O coordenador pedagógico e suas crenças

Renata C. O. B. Cunha

Resumo


A formação continuada dos professores, pautada na reflexão sobre a prática que acontece no interior da escola, vem sendo valorizada por autores como Porto (2000), Santos (2002), Canário (2000), Pimenta (1998), Sacristán e Pérez Gómez (1998) sob o argumento de que o saber e o fazer reflexivo precisam estar contextualizados, uma vez que a transformação da realidade educacional decorre do confronto entre teoria e prática. Nesse sentido, questiona-se quem seria o profissional responsável por mediar o coletivo docente e articular os momentos de formação. O coordenador pedagógico passa a ser considerado o interlocutor da formação docente na medida em que proporciona a reflexão sobre a prática e a superação das contradições entre o pensar e o agir. A produção de Placco (1994; Placco et al., 1998, 2000; Placco e Almeida, 2001, 2003) aponta o coordenador como articulador da consciência das dimensões políticas, humano-relacionais e técnicas da ação dos professores.
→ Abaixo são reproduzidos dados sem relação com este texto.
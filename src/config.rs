use clap::{Parser, Subcommand};
use serde::{Deserialize, Serialize};
use std::path::{Path, PathBuf};

use crate::error::Result;

#[derive(Parser, Debug)]
#[command(name = "hfscat", about = "Inspect and edit an HFS+ catalog volume image")]
pub struct Cli {
    /// Path to the volume image
    #[arg(short, long, default_value = "volume.json")]
    pub image: PathBuf,

    /// Optional log file (logs always go to stderr as well)
    #[arg(long)]
    pub log_file: Option<PathBuf>,

    #[command(subcommand)]
    pub command: Command,
}

#[derive(Subcommand, Debug)]
pub enum Command {
    /// Create a new empty volume image
    Format {
        /// Volume name
        #[arg(long, default_value = "Untitled")]
        name: String,

        /// Use binary (case-sensitive) name ordering
        #[arg(long)]
        case_sensitive: bool,

        /// Load catalog settings from a JSON file
        #[arg(long)]
        config: Option<PathBuf>,

        /// Total allocation blocks on the volume
        #[arg(long, default_value_t = 65536)]
        blocks: u32,
    },
    /// Create a directory
    Mkdir {
        path: String,
        #[arg(long, default_value_t = 0o755)]
        mode: u16,
    },
    /// Create an empty file
    Touch {
        path: String,
        #[arg(long, default_value_t = 0o644)]
        mode: u16,
    },
    /// Create a hard link to an existing file or directory
    Ln { target: String, link: String },
    /// Remove a file or hard link
    Rm { path: String },
    /// Remove an empty directory
    Rmdir { path: String },
    /// Rename or move an entry
    Mv { from: String, to: String },
    /// List a directory
    Ls {
        #[arg(default_value = "/")]
        path: String,

        /// Size of the enumeration buffer in bytes
        #[arg(long, default_value_t = 4096)]
        buf_size: usize,
    },
    /// Show catalog attributes of an entry
    Stat { path: String },
    /// Report volume consistency state
    Check,
}

#[derive(Debug, Clone, Serialize, Deserialize)]
#[serde(default)]
pub struct CatalogConfig {
    /// HFSX binary name ordering instead of case-folding compare.
    pub case_sensitive: bool,
    /// Volume mounted with ownership ignored.
    pub unknown_perms: bool,
    pub unknown_uid: u32,
    pub unknown_gid: u32,
    pub block_size: u32,
    pub max_dir_hints: usize,
    pub dir_hint_ttl_secs: u64,
    /// Cap on hard-link resolutions collected by one enumeration call.
    pub max_link_infos: usize,
    pub lookup_retries: u32,
    pub reaper_interval_secs: u64,
    /// Catalog node ids wrap back to the first user id on reaching this.
    pub max_cnid: u32,
}

impl Default for CatalogConfig {
    fn default() -> Self {
        Self {
            case_sensitive: false,
            unknown_perms: false,
            unknown_uid: 99,
            unknown_gid: 99,
            block_size: 4096,
            max_dir_hints: 32,
            dir_hint_ttl_secs: 45,
            max_link_infos: 64,
            lookup_retries: 3,
            reaper_interval_secs: 60,
            max_cnid: u32::MAX,
        }
    }
}

impl CatalogConfig {
    pub fn load(path: &Path) -> Result<Self> {
        let text = std::fs::read_to_string(path)?;
        Ok(serde_json::from_str(&text)?)
    }
}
A revisão do papel do coordenador pedagógico, entretanto, implica a consideração das crenças dos coordenadores, uma vez que as decisões dos mesmos são influenciadas pelas crenças, valores, rotinas, representações. A explicitação das crenças como possibilidade de reorganização do pensamento e consciência das ações (Sadalla, 1998; Krüger, 1993) apresenta-se como condição para uma formação mais autêntica e produtiva.

Palavras-chave: formação continuada, coordenador pedagógico, crenças docentes.